Cystinosis, Baby

One of the most celebrated treasures of motherhood is the scent of newborn babies – soft, downy, honey-scented baby hair and squeezy baby cheeks smelling of fresh baby skin. That fresh-from-heaven, irresistible baby perfume embodies everything new and lovely and good and innocent and melts even the most exhausted mama heart.
Perhaps that is why I couldn’t stop the tears on that first day the sulphuric, burnt smell of cysteamine drifted up from my beautiful, barely six-week-old baby girl’s breath.  It is the smell of cystinosis: of doctor’s appointments and lab work and rounds and rounds of medications.  It is the smell of tears, and anxieties, and the unknown.  It is the smell of sorrow.
And it is the smell of life and hope for my baby girl.
ImageSidebar (sort of): since Madelyn’s birth, my friends and family have endured many of my thoughts about cystinosis.  I am a verbal processor and sometimes get verbal diarrhea.  And cystinosis happens to be on my mind often – every six hours anyway, at the very least.  At any rate, as I begin the slow process of processing (haha) this journey, I hope that the verbal diarrhea can – perhaps – work itself out.
We are a small number, those whose tiny babies are diagnosed with cystinosis.  Usually, the diagnosis is received around the first year of life, when parents are freaking out that their failing-to-thrive baby is possibly dying.  Only those who choose to have (or get surprised by) another pregnancy have the opportunity to diagnose their child so early that the symptoms are avoided and the treatment begun before any kidney damage has taken place.

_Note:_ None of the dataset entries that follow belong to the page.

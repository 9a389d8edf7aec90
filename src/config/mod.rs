//! Configuration module for xy-table-motion.
//!
//! Provides types for loading and validating table configuration from TOML
//! files (or pre-parsed strings). Every field carries a default matching the
//! production table, so `SystemConfig::default()` is a working configuration.

mod loader;
mod validation;

use std::time::Duration;

use serde::Deserialize;

pub use loader::{load_config, parse_config};
pub use validation::validate_config;

/// Root configuration structure from TOML.
#[derive(Debug, Clone, Default, Deserialize)]
#[serde(default)]
pub struct SystemConfig {
    /// Per-axis motion settings.
    pub axes: AxesConfig,

    /// Analog feedback sampling settings.
    pub feedback: FeedbackConfig,

    /// Closed-loop seek tuning.
    pub seek: SeekConfig,

    /// Command dispatch delays.
    pub dispatch: DispatchConfig,

    /// Self-test script timing.
    pub selftest: SelfTestConfig,

    /// Manual jog input settings.
    pub jog: JogConfig,
}

/// The two axis configurations.
#[derive(Debug, Clone, Default, Deserialize)]
#[serde(default)]
pub struct AxesConfig {
    /// X axis settings.
    pub x: AxisConfig,
    /// Y axis settings.
    pub y: AxisConfig,
}

/// Motion settings for one axis.
#[derive(Debug, Clone, Deserialize)]
#[serde(default)]
pub struct AxisConfig {
    /// Lower travel limit in feedback volts.
    pub lower_limit: f64,

    /// Upper travel limit in feedback volts.
    pub upper_limit: f64,

    /// Coil energize time per step, in milliseconds.
    pub pulse_width_ms: u64,

    /// Inter-step pause for slow (diagnostic) moves, in milliseconds.
    pub slow_step_pause_ms: u64,
}

impl AxisConfig {
    /// Coil pulse width as a [`Duration`].
    pub fn pulse_width(&self) -> Duration {
        Duration::from_millis(self.pulse_width_ms)
    }

    /// Slow-move inter-step pause as a [`Duration`].
    pub fn slow_step_pause(&self) -> Duration {
        Duration::from_millis(self.slow_step_pause_ms)
    }
}

impl Default for AxisConfig {
    fn default() -> Self {
        Self {
            lower_limit: -2.1,
            upper_limit: 2.1,
            pulse_width_ms: 25,
            slow_step_pause_ms: 1000,
        }
    }
}

/// Analog feedback sampling settings.
#[derive(Debug, Clone, Deserialize)]
#[serde(default)]
pub struct FeedbackConfig {
    /// ADC channel carrying the X axis feedback voltage.
    pub x_channel: u8,

    /// ADC channel carrying the Y axis feedback voltage.
    pub y_channel: u8,

    /// Sampling period in milliseconds.
    pub sample_period_ms: u64,

    /// Offset subtracted from the raw voltage (position = raw - offset).
    pub voltage_offset: f64,
}

impl FeedbackConfig {
    /// Sampling period as a [`Duration`].
    pub fn sample_period(&self) -> Duration {
        Duration::from_millis(self.sample_period_ms)
    }
}

impl Default for FeedbackConfig {
    fn default() -> Self {
        Self {
            x_channel: 1,
            y_channel: 5,
            sample_period_ms: 250,
            voltage_offset: 2.5,
        }
    }
}

/// Closed-loop seek tuning.
#[derive(Debug, Clone, Deserialize)]
#[serde(default)]
pub struct SeekConfig {
    /// Error band (volts) inside which the seek switches to fine steps.
    pub fine_threshold: f64,

    /// Error band (volts) inside which the stepping rate slows to the
    /// settle pause.
    pub settle_epsilon: f64,

    /// Inter-step pause near the target, in milliseconds.
    pub settle_pause_ms: u64,

    /// Runaway-seek guard: the seek aborts after this many iterations.
    pub max_iterations: u32,
}

impl SeekConfig {
    /// Near-target inter-step pause as a [`Duration`].
    pub fn settle_pause(&self) -> Duration {
        Duration::from_millis(self.settle_pause_ms)
    }
}

impl Default for SeekConfig {
    fn default() -> Self {
        Self {
            fine_threshold: 0.1,
            settle_epsilon: 0.05,
            settle_pause_ms: 300,
            max_iterations: 8000,
        }
    }
}

/// Command dispatch delays.
#[derive(Debug, Clone, Deserialize)]
#[serde(default)]
pub struct DispatchConfig {
    /// Settle window between receiving a motion command and executing it,
    /// in milliseconds.
    pub delay_ms: u64,

    /// Delay before a requested system restart, in milliseconds.
    pub restart_delay_ms: u64,
}

impl DispatchConfig {
    /// Command settle window as a [`Duration`].
    pub fn delay(&self) -> Duration {
        Duration::from_millis(self.delay_ms)
    }

    /// Restart delay as a [`Duration`].
    pub fn restart_delay(&self) -> Duration {
        Duration::from_millis(self.restart_delay_ms)
    }
}

impl Default for DispatchConfig {
    fn default() -> Self {
        Self {
            delay_ms: 1000,
            restart_delay_ms: 15000,
        }
    }
}

/// Self-test script timing.
#[derive(Debug, Clone, Deserialize)]
#[serde(default)]
pub struct SelfTestConfig {
    /// Delay between requesting the self-test and starting it, in
    /// milliseconds.
    pub start_delay_ms: u64,

    /// How long each energize/de-energize phase holds, in milliseconds.
    pub hold_ms: u64,

    /// Step count for the slow forward/backward exercise.
    pub slow_steps: i64,
}

impl SelfTestConfig {
    /// Start delay as a [`Duration`].
    pub fn start_delay(&self) -> Duration {
        Duration::from_millis(self.start_delay_ms)
    }

    /// Phase hold time as a [`Duration`].
    pub fn hold(&self) -> Duration {
        Duration::from_millis(self.hold_ms)
    }
}

impl Default for SelfTestConfig {
    fn default() -> Self {
        Self {
            start_delay_ms: 10000,
            hold_ms: 5000,
            slow_steps: 10,
        }
    }
}

/// Manual jog input settings.
#[derive(Debug, Clone, Deserialize)]
#[serde(default)]
pub struct JogConfig {
    /// Input polling period while idle, in milliseconds. Stands in for the
    /// edge-detect debounce interval.
    pub poll_period_ms: u64,

    /// Step cadence while a jog button is held, in milliseconds.
    pub step_period_ms: u64,
}

impl JogConfig {
    /// Idle polling period as a [`Duration`].
    pub fn poll_period(&self) -> Duration {
        Duration::from_millis(self.poll_period_ms)
    }

    /// Held-button step cadence as a [`Duration`].
    pub fn step_period(&self) -> Duration {
        Duration::from_millis(self.step_period_ms)
    }
}

impl Default for JogConfig {
    fn default() -> Self {
        Self {
            poll_period_ms: 10,
            step_period_ms: 50,
        }
    }
}

#[cfg(test)]
mod tests {
    use super::*;

    #[test]
    fn test_defaults_match_production_table() {
        let config = SystemConfig::default();

        assert_eq!(config.axes.x.lower_limit, -2.1);
        assert_eq!(config.axes.x.upper_limit, 2.1);
        assert_eq!(config.axes.x.pulse_width_ms, 25);
        assert_eq!(config.feedback.x_channel, 1);
        assert_eq!(config.feedback.y_channel, 5);
        assert_eq!(config.feedback.sample_period_ms, 250);
        assert_eq!(config.feedback.voltage_offset, 2.5);
        assert_eq!(config.seek.max_iterations, 8000);
        assert_eq!(config.dispatch.delay_ms, 1000);
        assert_eq!(config.selftest.slow_steps, 10);
    }

    #[test]
    fn test_duration_accessors() {
        let config = SystemConfig::default();

        assert_eq!(config.axes.x.pulse_width(), Duration::from_millis(25));
        assert_eq!(config.seek.settle_pause(), Duration::from_millis(300));
        assert_eq!(config.dispatch.restart_delay(), Duration::from_secs(15));
        assert_eq!(config.selftest.start_delay(), Duration::from_secs(10));
    }
}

Cystinosis, a metabolic disease managed (but not cured) by medication administered every 6 hours, broke into our lives in June of 2011.  The second of our three daughters, Aliyah (Ali), stopped thriving before she was 7 months old, but we did not receive a diagnosis until the week before her first birthday in June.  Instantly thrown into a world of hospital visits, new terminology, medications, and constant clock-watching, we squeezed sleep in between 2-hour-long dosing sessions every six hours and barely kept our heads above water.
But we managed to keep swimming, and the routine became easier.  Six-weeks post-diagnosis we took the girls tent-camping with friends, and although meds certainly complicated the matter, we found ourselves delighting in the trip and relieved that we could continue in our life in spite of such enormous changes.  By the end of that first year, those two-hour-long dosing sessions had shrunk to fifteen minutes each, four times a day; Aliyah had grown several pounds; she was walking (when she could not even hold her head up by her 11th month) and talking up a storm.  Gone was our peaceful, docile Ali, replaced with the real Ali – a feisty, dynamic, chattering little fighter.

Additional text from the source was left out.